▶ PROBLEM TO SOLVE
Please quote exactly the lines below from the line containing "self.sheet.as_ref()" to the line containing "fn default() ->", both lines included, and nothing else.

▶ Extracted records
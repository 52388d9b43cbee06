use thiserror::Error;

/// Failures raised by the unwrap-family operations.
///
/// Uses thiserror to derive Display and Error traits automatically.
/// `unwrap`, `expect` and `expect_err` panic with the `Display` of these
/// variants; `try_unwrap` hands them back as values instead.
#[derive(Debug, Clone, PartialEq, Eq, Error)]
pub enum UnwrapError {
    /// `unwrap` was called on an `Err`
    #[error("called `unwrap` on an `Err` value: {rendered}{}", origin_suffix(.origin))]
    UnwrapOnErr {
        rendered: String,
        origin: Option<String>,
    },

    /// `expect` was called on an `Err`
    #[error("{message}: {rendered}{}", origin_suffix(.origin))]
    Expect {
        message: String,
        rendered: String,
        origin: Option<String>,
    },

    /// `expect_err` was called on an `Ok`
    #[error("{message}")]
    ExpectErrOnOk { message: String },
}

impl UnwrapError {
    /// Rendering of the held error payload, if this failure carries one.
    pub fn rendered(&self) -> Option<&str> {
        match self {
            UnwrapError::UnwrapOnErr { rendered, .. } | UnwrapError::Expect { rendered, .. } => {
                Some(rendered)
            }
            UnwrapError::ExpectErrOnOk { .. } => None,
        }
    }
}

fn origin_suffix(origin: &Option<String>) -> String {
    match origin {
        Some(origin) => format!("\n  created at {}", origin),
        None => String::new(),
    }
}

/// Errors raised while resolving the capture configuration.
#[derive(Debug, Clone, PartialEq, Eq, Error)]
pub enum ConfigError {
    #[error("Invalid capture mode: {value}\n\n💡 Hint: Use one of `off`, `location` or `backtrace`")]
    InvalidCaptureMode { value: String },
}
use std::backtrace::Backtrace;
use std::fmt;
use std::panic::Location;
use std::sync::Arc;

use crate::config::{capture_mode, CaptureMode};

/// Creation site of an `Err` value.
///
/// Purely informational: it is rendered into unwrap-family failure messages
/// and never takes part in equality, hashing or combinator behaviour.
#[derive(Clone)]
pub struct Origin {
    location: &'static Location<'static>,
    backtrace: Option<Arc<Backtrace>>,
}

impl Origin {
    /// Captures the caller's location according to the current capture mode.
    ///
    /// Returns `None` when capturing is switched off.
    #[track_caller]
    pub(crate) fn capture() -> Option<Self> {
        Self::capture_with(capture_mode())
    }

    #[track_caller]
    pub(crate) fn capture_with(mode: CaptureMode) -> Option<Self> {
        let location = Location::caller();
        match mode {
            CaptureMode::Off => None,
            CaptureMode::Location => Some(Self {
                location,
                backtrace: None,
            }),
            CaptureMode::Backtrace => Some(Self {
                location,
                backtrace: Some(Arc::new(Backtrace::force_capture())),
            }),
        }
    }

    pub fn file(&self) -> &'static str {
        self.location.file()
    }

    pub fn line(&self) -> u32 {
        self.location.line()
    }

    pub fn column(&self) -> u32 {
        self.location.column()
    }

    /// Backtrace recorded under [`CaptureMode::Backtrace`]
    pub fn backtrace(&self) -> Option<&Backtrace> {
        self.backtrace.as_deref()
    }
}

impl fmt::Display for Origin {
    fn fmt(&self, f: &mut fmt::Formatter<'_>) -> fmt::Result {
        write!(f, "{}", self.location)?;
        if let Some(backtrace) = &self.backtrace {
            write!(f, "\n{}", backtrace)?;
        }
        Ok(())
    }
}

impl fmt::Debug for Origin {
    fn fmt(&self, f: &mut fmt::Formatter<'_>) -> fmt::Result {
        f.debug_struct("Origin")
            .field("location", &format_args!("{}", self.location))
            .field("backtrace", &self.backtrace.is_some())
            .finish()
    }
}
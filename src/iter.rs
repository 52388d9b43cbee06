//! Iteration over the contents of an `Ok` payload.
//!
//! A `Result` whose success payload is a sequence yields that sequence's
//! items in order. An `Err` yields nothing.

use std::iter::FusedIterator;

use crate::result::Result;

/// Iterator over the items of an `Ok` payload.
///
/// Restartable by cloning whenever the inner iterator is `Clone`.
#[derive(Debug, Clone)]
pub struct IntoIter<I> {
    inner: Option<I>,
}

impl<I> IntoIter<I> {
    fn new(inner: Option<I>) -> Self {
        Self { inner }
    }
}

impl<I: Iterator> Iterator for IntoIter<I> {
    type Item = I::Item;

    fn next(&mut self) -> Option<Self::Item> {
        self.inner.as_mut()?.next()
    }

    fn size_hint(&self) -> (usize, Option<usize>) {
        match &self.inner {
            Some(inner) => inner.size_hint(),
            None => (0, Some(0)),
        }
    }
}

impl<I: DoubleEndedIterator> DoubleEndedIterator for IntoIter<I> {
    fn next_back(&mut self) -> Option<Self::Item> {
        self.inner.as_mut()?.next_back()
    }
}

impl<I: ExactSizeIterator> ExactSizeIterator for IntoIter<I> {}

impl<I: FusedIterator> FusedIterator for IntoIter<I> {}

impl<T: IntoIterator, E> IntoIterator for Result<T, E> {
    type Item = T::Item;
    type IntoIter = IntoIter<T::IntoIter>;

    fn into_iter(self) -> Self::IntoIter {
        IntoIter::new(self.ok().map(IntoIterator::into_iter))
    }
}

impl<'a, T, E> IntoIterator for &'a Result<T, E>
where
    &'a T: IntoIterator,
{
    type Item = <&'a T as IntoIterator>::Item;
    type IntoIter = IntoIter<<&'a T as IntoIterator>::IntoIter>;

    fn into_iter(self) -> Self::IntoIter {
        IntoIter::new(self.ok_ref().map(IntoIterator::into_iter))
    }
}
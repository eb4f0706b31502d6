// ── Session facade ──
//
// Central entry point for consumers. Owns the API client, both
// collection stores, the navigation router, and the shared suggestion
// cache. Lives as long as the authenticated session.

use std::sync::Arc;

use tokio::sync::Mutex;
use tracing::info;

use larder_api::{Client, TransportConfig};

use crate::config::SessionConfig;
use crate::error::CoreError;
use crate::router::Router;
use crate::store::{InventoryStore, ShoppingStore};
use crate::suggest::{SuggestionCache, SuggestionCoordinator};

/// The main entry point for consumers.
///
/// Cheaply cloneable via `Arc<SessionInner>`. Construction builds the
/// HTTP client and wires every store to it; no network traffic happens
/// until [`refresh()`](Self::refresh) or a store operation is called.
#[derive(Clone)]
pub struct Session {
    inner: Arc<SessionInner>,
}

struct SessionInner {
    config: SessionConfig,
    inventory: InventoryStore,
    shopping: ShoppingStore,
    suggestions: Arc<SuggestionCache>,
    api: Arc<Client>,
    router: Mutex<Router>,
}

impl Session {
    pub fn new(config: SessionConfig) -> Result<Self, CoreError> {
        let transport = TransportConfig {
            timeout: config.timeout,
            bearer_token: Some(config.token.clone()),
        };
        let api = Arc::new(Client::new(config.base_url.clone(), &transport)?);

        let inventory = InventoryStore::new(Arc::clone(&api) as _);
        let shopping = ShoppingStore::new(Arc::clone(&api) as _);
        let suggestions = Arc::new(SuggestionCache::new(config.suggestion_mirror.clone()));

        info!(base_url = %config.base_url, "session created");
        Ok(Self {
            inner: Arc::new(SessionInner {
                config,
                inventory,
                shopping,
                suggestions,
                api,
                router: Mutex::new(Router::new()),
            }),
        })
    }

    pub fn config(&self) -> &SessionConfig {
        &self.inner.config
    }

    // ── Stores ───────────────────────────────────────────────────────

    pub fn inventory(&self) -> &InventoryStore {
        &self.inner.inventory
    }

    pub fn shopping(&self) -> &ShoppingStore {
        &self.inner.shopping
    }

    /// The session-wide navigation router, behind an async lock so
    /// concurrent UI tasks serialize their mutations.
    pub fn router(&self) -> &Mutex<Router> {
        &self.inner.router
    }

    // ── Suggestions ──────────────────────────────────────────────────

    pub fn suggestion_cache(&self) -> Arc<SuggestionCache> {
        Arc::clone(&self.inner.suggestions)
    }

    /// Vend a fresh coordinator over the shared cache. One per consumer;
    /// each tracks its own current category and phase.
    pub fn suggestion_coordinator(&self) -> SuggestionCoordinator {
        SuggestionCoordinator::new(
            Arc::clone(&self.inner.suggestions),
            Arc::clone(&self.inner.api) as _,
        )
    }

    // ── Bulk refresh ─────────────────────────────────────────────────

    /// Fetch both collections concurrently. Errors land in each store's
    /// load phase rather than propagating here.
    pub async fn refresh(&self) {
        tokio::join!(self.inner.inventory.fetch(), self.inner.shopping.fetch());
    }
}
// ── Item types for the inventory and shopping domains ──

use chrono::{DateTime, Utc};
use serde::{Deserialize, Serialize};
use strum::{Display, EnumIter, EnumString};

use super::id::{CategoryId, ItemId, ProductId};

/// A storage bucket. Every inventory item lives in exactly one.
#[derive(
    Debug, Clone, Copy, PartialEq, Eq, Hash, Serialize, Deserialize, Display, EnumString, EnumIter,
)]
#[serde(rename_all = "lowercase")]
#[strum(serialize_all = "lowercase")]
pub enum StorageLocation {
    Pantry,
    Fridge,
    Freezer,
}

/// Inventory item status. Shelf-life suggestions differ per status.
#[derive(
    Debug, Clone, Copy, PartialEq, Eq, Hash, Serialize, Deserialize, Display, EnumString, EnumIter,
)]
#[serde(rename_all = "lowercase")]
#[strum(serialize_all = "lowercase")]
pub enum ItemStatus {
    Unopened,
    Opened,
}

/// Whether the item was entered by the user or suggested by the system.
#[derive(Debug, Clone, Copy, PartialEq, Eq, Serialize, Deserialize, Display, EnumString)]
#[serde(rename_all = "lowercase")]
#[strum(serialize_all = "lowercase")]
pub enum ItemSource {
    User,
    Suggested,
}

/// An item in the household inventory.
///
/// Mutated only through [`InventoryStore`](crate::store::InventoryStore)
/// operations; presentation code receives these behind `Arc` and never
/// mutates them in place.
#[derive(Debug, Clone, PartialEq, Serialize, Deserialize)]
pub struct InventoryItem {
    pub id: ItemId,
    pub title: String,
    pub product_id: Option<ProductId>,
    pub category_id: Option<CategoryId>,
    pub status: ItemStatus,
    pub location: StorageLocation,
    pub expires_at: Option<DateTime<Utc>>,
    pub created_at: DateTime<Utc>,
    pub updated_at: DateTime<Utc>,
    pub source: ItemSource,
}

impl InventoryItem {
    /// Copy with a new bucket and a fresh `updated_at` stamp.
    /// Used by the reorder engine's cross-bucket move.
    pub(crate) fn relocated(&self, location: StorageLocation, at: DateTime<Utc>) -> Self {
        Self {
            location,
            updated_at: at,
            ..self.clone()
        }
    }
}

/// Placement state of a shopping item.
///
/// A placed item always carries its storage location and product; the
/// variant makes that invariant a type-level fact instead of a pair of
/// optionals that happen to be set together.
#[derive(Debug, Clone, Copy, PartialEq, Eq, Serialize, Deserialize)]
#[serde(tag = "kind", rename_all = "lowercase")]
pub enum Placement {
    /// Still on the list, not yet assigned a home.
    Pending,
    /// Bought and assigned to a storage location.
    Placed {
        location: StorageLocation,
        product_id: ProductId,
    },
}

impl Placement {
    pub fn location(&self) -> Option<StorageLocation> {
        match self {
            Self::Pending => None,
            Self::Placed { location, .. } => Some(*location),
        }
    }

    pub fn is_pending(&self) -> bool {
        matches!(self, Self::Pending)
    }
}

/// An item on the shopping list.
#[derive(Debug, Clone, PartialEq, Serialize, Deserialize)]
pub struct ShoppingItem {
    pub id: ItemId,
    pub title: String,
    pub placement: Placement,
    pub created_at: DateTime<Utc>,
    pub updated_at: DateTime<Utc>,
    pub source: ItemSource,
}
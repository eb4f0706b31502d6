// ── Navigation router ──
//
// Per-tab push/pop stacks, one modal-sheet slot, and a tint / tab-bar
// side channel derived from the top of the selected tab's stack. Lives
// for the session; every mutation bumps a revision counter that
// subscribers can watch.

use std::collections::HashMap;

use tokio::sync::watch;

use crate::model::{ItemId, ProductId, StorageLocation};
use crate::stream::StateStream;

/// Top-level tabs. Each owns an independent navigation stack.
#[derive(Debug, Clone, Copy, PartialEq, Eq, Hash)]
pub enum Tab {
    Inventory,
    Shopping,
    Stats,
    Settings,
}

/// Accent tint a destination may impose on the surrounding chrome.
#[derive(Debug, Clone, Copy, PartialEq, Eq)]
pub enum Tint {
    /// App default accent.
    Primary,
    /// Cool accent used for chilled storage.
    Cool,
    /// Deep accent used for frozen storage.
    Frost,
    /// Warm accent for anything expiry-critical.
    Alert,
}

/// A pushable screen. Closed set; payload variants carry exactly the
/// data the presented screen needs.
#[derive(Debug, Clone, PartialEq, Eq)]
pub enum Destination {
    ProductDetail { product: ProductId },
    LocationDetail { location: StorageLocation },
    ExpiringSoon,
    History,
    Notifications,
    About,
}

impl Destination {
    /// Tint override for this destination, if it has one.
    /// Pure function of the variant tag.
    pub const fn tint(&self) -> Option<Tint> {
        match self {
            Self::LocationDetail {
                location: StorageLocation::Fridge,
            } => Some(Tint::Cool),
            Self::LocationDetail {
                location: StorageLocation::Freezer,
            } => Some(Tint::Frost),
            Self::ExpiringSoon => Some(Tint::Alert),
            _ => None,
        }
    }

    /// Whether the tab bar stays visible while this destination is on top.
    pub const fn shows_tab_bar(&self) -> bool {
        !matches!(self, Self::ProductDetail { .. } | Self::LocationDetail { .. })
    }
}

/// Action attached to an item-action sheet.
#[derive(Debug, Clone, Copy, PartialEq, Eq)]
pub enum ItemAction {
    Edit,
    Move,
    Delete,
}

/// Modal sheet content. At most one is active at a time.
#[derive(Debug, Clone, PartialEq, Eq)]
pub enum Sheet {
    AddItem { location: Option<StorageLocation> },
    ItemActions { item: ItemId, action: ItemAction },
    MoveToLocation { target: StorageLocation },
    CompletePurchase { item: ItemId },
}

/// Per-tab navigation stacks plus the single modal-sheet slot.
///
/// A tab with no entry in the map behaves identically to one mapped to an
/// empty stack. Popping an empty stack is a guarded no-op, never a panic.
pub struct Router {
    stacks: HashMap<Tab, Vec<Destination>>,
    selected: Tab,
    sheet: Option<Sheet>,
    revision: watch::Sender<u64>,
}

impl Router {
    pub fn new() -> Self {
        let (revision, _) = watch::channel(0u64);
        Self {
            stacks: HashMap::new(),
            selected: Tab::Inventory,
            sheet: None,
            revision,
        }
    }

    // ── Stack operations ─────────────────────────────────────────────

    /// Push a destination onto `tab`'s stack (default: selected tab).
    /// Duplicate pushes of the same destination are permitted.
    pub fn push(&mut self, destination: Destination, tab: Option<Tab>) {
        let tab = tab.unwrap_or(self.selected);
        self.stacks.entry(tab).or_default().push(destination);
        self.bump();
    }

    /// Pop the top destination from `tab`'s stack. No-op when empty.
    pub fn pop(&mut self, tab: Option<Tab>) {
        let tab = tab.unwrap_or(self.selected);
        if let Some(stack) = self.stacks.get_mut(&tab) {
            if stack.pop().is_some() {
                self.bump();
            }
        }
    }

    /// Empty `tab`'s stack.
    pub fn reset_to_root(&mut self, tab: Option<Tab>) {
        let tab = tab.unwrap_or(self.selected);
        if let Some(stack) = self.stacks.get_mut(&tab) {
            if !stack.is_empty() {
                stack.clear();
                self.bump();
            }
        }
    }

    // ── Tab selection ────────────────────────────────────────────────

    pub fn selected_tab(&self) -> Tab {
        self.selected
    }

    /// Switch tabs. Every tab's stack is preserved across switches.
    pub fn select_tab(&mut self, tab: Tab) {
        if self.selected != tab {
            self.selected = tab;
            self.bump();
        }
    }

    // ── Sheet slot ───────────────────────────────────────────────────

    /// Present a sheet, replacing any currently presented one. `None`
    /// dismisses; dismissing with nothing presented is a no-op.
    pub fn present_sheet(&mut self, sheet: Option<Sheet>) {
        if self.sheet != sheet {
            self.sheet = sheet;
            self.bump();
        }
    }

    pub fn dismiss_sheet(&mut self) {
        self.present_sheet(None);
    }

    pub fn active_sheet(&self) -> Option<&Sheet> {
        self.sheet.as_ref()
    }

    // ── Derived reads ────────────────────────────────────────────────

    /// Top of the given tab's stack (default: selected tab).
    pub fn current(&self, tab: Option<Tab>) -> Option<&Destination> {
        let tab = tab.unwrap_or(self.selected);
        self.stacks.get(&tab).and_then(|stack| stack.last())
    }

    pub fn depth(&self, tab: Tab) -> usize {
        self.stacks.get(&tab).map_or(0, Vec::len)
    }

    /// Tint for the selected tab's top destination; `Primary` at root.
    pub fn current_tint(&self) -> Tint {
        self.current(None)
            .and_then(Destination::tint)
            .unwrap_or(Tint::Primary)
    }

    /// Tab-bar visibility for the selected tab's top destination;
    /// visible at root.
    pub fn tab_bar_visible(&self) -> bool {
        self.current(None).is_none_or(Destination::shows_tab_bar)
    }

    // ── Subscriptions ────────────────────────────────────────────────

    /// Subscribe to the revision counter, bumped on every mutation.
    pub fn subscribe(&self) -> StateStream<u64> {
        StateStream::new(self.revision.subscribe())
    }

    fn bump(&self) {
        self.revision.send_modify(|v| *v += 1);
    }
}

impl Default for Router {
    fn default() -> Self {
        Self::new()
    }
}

▶ REPLY
        self.sheet.as_ref()
    }

    // ── Derived reads ────────────────────────────────────────────────

    /// Top of the given tab's stack (default: selected tab).
    pub fn current(&self, tab: Option<Tab>) -> Option<&Destination> {
        let tab = tab.unwrap_or(self.selected);
        self.stacks.get(&tab).and_then(|stack| stack.last())
    }

    pub fn depth(&self, tab: Tab) -> usize {
        self.stacks.get(&tab).map_or(0, Vec::len)
    }

    /// Tint for the selected tab's top destination; `Primary` at root.
    pub fn current_tint(&self) -> Tint {
        self.current(None)
            .and_then(Destination::tint)
            .unwrap_or(Tint::Primary)
    }

    /// Tab-bar visibility for the selected tab's top destination;
    /// visible at root.
    pub fn tab_bar_visible(&self) -> bool {
        self.current(None).is_none_or(Destination::shows_tab_bar)
    }

    // ── Subscriptions ────────────────────────────────────────────────

    /// Subscribe to the revision counter, bumped on every mutation.
    pub fn subscribe(&self) -> StateStream<u64> {
        StateStream::new(self.revision.subscribe())
    }

    fn bump(&self) {
        self.revision.send_modify(|v| *v += 1);
    }
}

impl Default for Router {
    fn default() -> Self {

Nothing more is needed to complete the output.